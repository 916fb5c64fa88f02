//! Step 2: generate the confirmation document.

use serde_json::{Value, json};

use super::{ConfirmationStep, StepInput, StepName};
use crate::config::StepSettings;
use crate::error::Result;
use crate::link::LinkNormalizer;
use crate::transport::StepRequest;

/// Asks the document service for a document and keeps its public link.
#[derive(Debug, Clone)]
pub struct GenerateDocument {
    settings: StepSettings,
    document_kind: String,
    links: LinkNormalizer,
}

impl GenerateDocument {
    /// Creates the step.
    pub fn new(
        settings: StepSettings,
        document_kind: impl Into<String>,
        links: LinkNormalizer,
    ) -> Self {
        Self {
            settings,
            document_kind: document_kind.into(),
            links,
        }
    }
}

impl ConfirmationStep for GenerateDocument {
    fn name(&self) -> StepName {
        StepName::GenerateDocument
    }

    fn settings(&self) -> &StepSettings {
        &self.settings
    }

    fn required_field(&self) -> &'static str {
        "document_url"
    }

    fn build_request(&self, input: &StepInput<'_>) -> Result<StepRequest> {
        let record_id = input.require_record_id(self.name())?;
        Ok(StepRequest::new(json!({
            "policy_id": record_id.to_json(),
            "document_type": self.document_kind,
        })))
    }

    fn artifact_from(&self, value: &Value) -> Option<Value> {
        self.links.normalize(value.as_str()).map(Value::String)
    }

    // A failed response may still carry a usable link.
    fn keeps_artifact_on_failure(&self) -> bool {
        true
    }
}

• • • •

DIRECTIONS FOR THIS TASK
Repeat all the data, every line exactly.

WORKED SOLUTION
repository 916fb5c64fa88f02
//! Step 2: generate the confirmation document.

use serde_json::{Value, json};

use super::{ConfirmationStep, StepInput, StepName};
use crate::config::StepSettings;
use crate::error::Result;
use crate::link::LinkNormalizer;
use crate::transport::StepRequest;

/// Asks the document service for a document and keeps its public link.
#[derive(Debug, Clone)]
pub struct GenerateDocument {
    settings: StepSettings,
    document_kind: String,
    links: LinkNormalizer,
}

impl GenerateDocument {
    /// Creates the step.
    pub fn new(
        settings: StepSettings,
        document_kind: impl Into<String>,
        links: LinkNormalizer,
    ) -> Self {
        Self {
            settings,
            document_kind: document_kind.into(),
            links,
        }
    }
}

impl ConfirmationStep for GenerateDocument {
    fn name(&self) -> StepName {
        StepName::GenerateDocument
    }

    fn settings(&self) -> &StepSettings {
        &self.settings
    }

    fn required_field(&self) -> &'static str {
        "document_url"
    }

    fn build_request(&self, input: &StepInput<'_>) -> Result<StepRequest> {
        let record_id = input.require_record_id(self.name())?;
        Ok(StepRequest::new(json!({
            "policy_id": record_id.to_json(),
            "document_type": self.document_kind,
        })))
    }

    fn artifact_from(&self, value: &Value) -> Option<Value> {
        self.links.normalize(value.as_str()).map(Value::String)
    }

    // A failed response may still carry a usable link.
    fn keeps_artifact_on_failure(&self) -> bool {
        true
    }
}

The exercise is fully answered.